Besides the daily rhythm, we show in our study that other cycles, related to the moon, also shape mussels’ behavior in the high Arctic polar day. A very clear tidal rhythm exists but is less commonly expressed than the daily one, probably due to the low tidal amplitude at the study site (< 1 m during polar day). The plasticity between tidal and daily rhythms, with a balance between one or the other relevant to each location, have already been described in bivalve and crustacean species (Enright 1976; García-March et al. 2008; Tran et al. 2020a; Hüppe et al. 2020; Payton et al. 2021). In addition, as already shown in other bivalve species in temperate areas, mussels also exhibit a semi-lunar rhythm, known to be entrained by neap-spring tidal cycles that modulates the amplitude of the tidal cycle (García-March et al. 2008; Tran et al. 2011; Payton et al. 2017a; Payton and Tran 2019).

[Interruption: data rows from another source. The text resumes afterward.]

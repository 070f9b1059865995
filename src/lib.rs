//! Backend de telemetría de flota
//! 
//! Simulación de telemetría y desgaste de vehículos, optimización de rutas y
//! analytics de mantenimiento sobre un almacenamiento intercambiable
//! (memoria o PostgreSQL).

pub mod config;
pub mod controllers;
pub mod database;
pub mod dto;
pub mod middleware;
pub mod models;
pub mod repositories;
pub mod routes;
pub mod services;
pub mod state;
pub mod utils;

pub use routes::create_app;
pub use state::AppState;
//! Configuración de variables de entorno
//! 
//! Este módulo maneja la configuración del entorno, los intervalos de los jobs
//! periódicos y la semilla opcional de la simulación.

use anyhow::{Context, Result};
use std::env;
use std::str::FromStr;
use std::time::Duration;

/// Configuración del entorno
#[derive(Debug, Clone)]
pub struct EnvironmentConfig {
    pub environment: String,
    pub port: u16,
    pub host: String,
    pub cors_origins: Vec<String>,
    pub database_url: Option<String>,
    pub telemetry_interval: Duration,
    pub health_interval: Duration,
    pub seed_check_interval: Duration,
    pub seed_sample_fleet: bool,
    pub simulation_seed: Option<u64>,
    pub history_limit: usize,
}

impl Default for EnvironmentConfig {
    fn default() -> Self {
        Self {
            environment: "development".to_string(),
            port: 8080,
            host: "0.0.0.0".to_string(),
            cors_origins: vec![
                "http://localhost:3000".to_string(),
                "http://localhost:5173".to_string(),
            ],
            database_url: None,
            telemetry_interval: Duration::from_secs(30),
            health_interval: Duration::from_secs(86_400),
            seed_check_interval: Duration::from_secs(86_400),
            seed_sample_fleet: true,
            simulation_seed: None,
            history_limit: 20,
        }
    }
}

impl EnvironmentConfig {
    /// Leer la configuración del entorno; un valor numérico inválido es un error
    pub fn from_env() -> Result<Self> {
        Self::from_lookup(|key| env::var(key).ok())
    }

    /// Igual que `from_env` pero con una fuente de variables arbitraria
    pub fn from_lookup<F>(lookup: F) -> Result<Self>
    where
        F: Fn(&str) -> Option<String>,
    {
        let defaults = Self::default();
        let get = |key: &str| lookup(key).map(|v| v.trim().to_string()).filter(|v| !v.is_empty());

        Ok(Self {
            environment: get("ENVIRONMENT").unwrap_or(defaults.environment),
            port: parse_or(&get, "PORT", defaults.port)?,
            host: get("HOST").unwrap_or(defaults.host),
            cors_origins: get("CORS_ORIGINS")
                .map(|origins| {
                    origins
                        .split(',')
                        .map(|s| s.trim().to_string())
                        .filter(|s| !s.is_empty())
                        .collect()
                })
                .unwrap_or(defaults.cors_origins),
            database_url: get("DATABASE_URL"),
            telemetry_interval: secs_or(&get, "TELEMETRY_INTERVAL_SECS", defaults.telemetry_interval)?,
            health_interval: secs_or(&get, "HEALTH_INTERVAL_SECS", defaults.health_interval)?,
            seed_check_interval: secs_or(&get, "SEED_CHECK_INTERVAL_SECS", defaults.seed_check_interval)?,
            seed_sample_fleet: parse_or(&get, "SEED_SAMPLE_FLEET", defaults.seed_sample_fleet)?,
            simulation_seed: get("SIMULATION_SEED")
                .map(|v| v.parse().with_context(|| format!("SIMULATION_SEED must be a valid number, got '{}'", v)))
                .transpose()?,
            history_limit: parse_or(&get, "HISTORY_LIMIT", defaults.history_limit)?,
        })
    }

    /// Verificar si estamos en modo desarrollo
    pub fn is_development(&self) -> bool {
        self.environment == "development"
    }

    /// Verificar si estamos en modo producción
    pub fn is_production(&self) -> bool {
        self.environment == "production"
    }

    /// DEBUG en desarrollo, INFO en el resto
    pub fn log_level(&self) -> tracing::Level {
        if self.is_development() {
            tracing::Level::DEBUG
        } else {
            tracing::Level::INFO
        }
    }

    /// Obtener la URL del servidor
    pub fn server_url(&self) -> String {
        format!("{}:{}", self.host, self.port)
    }
}

fn parse_or<T, G>(get: &G, key: &str, default: T) -> Result<T>
where
    T: FromStr,
    T::Err: std::error::Error + Send + Sync + 'static,
    G: Fn(&str) -> Option<String>,
{
    match get(key) {
        Some(raw) => raw
            .parse()
            .with_context(|| format!("{} must be a valid value, got '{}'", key, raw)),
        None => Ok(default),
    }
}

fn secs_or<G>(get: &G, key: &str, default: Duration) -> Result<Duration>
where
    G: Fn(&str) -> Option<String>,
{
    let secs: u64 = parse_or(get, key, default.as_secs())?;
    anyhow::ensure!(secs > 0, "{} must be greater than zero", key);
    Ok(Duration::from_secs(secs))
}
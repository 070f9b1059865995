//! Configuración de base de datos
//! 
//! Este módulo maneja la configuración del pool de PostgreSQL con SQLx.

use sqlx::postgres::{PgPool, PgPoolOptions};
use std::time::Duration;

/// Configuración de la base de datos
#[derive(Debug, Clone)]
pub struct DatabaseConfig {
    pub url: String,
    pub max_connections: u32,
    pub min_connections: u32,
    pub connect_timeout: Duration,
    pub idle_timeout: Duration,
    pub max_lifetime: Duration,
}

impl DatabaseConfig {
    pub fn new(url: impl Into<String>) -> Self {
        Self {
            url: url.into(),
            max_connections: 10,
            min_connections: 1,
            connect_timeout: Duration::from_secs(30),
            idle_timeout: Duration::from_secs(300),
            max_lifetime: Duration::from_secs(3600),
        }
    }

    /// Crear un nuevo pool de conexiones
    pub async fn create_pool(&self) -> Result<PgPool, sqlx::Error> {
        PgPoolOptions::new()
            .max_connections(self.max_connections)
            .min_connections(self.min_connections)
            .acquire_timeout(self.connect_timeout)
            .idle_timeout(self.idle_timeout)
            .max_lifetime(self.max_lifetime)
            .connect(&self.url)
            .await
    }
}
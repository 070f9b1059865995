//! Middleware de CORS
//! 
//! Este módulo maneja la configuración de CORS para permitir
//! requests desde el dashboard.

use axum::http::{HeaderName, HeaderValue, Method};
use tower_http::cors::CorsLayer;

use crate::config::EnvironmentConfig;

/// Permisivo en desarrollo, lista de orígenes en el resto de entornos
pub fn cors_for(config: &EnvironmentConfig) -> CorsLayer {
    if config.is_development() {
        cors_middleware()
    } else {
        cors_middleware_with_origins(&config.cors_origins)
    }
}

/// Crear middleware de CORS configurado para desarrollo
/// NOTA: Permite cualquier origen - solo para desarrollo
pub fn cors_middleware() -> CorsLayer {
    CorsLayer::very_permissive()
}

/// Crear middleware de CORS con orígenes específicos
pub fn cors_middleware_with_origins(origins: &[String]) -> CorsLayer {
    let origins: Vec<HeaderValue> = origins
        .iter()
        .filter_map(|origin| match HeaderValue::from_str(origin) {
            Ok(value) => Some(value),
            Err(_) => {
                log::warn!("⚠️ Origen CORS inválido ignorado: {}", origin);
                None
            }
        })
        .collect();

    CorsLayer::new()
        .allow_origin(origins)
        .allow_methods([Method::GET, Method::POST, Method::OPTIONS])
        .allow_headers([
            HeaderName::from_static("content-type"),
            HeaderName::from_static("accept"),
            HeaderName::from_static("origin"),
            HeaderName::from_static("x-requested-with"),
        ])
        .max_age(std::time::Duration::from_secs(3600))
}
//! Shared application state
//! 
//! Este módulo define el estado compartido de la aplicación que se pasa
//! a través del router de Axum.

use std::sync::Arc;

use crate::config::environment::EnvironmentConfig;
use crate::repositories::FleetStore;
use crate::services::tick::simulation_rng;
use crate::services::{HealthEngine, RouteOptimizer, TelemetrySimulator, VehicleLocks};

// Streams independientes para que cada motor tenga su propia secuencia
const TELEMETRY_STREAM: u64 = 1;
const HEALTH_STREAM: u64 = 2;

#[derive(Clone)]
pub struct AppState {
    pub config: EnvironmentConfig,
    pub store: Arc<dyn FleetStore>,
    pub telemetry: Arc<TelemetrySimulator>,
    pub health: Arc<HealthEngine>,
    pub route_optimizer: Arc<RouteOptimizer>,
}

impl AppState {
    pub fn new(config: EnvironmentConfig, store: Arc<dyn FleetStore>) -> Self {
        let seed = config.simulation_seed;
        let locks = Arc::new(VehicleLocks::new());
        Self {
            telemetry: Arc::new(TelemetrySimulator::new(
                store.clone(),
                locks.clone(),
                simulation_rng(seed, TELEMETRY_STREAM),
            )),
            health: Arc::new(HealthEngine::new(store.clone(), locks, simulation_rng(seed, HEALTH_STREAM))),
            route_optimizer: Arc::new(RouteOptimizer::default()),
            config,
            store,
        }
    }
}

Finally, we show that mussels exhibit a lunar rhythm of valve behavior. That result corroborates the recent study showing that Mytilus sp. expresses lunar behavioral rhythm at the same location during polar night (Tran et al. 2023). However, if the moonlight entrainment during polar night is intuitively clear, how the mussels are entrained by the lunar cycle in a context of permanent illumination is an open question. This finding could be a strong argument to argue that Mytilus sp. possesses an endogenous lunar clock that maintains a strong circalunar rhythm, even in absence of moonlight entrainment, during polar day. Another suggestion would be that other cues than lunar illumination, such as magnetic field, tidal vibrations could synchronize animals with the lunar cycle (Andreatta and Tessmar-Raible 2020). For example, the beat hypothesis developed by Erwin Bünning says that a combination of the circadian clock and the circatidal/circalunidian clock would be able to produce a circa(semi)lunar rhythm (Kaiser and Neumann). Both hypotheses highlight the need to decipher the complexity of lunar rhythms.

All in all, the eyeless bivalve and reemerging polar resident Mytilus sp. appears to exhibit multitude behavioral rhythm periodicities despite the extreme photic conditions of Arctic polar day. Interestingly, these valve behavior rhythms are observable despite the overall high valve amplitude opening of mussels during Arctic polar day. Thus, the difference in mean VOA for defined phases of daily, tidal, semilunar and lunar rhythms is narrow, suggesting that small changes of VOA may have a biological implication. Marine bivalves are an essential component of the benthic community. As filter-feeders, they feed on phytoplankton and bacterial communities. The valve behavior rhythms observed in our study are highly probably related to nutrition and respiration rhythms. The multitude of periodicities, synchronized to both sun and moon-related cycles, may confer internal and/or external advantages for mussels, in terms of activity, feeding, predation or UV protection, that remain to be understood. By cascading effects, mussels’ biological rhythms may shape species communities and biogeochemical cycles in their close environment, with consequences on the Arctic ecosystems functioning. As a matter of fact, Mytilus sp. appears as a very tolerant and adaptive species. Its ability to deal with drastic light regimes may confer internal and external advantages, explaining their northward shift in distribution and new resettlement in high Arctic.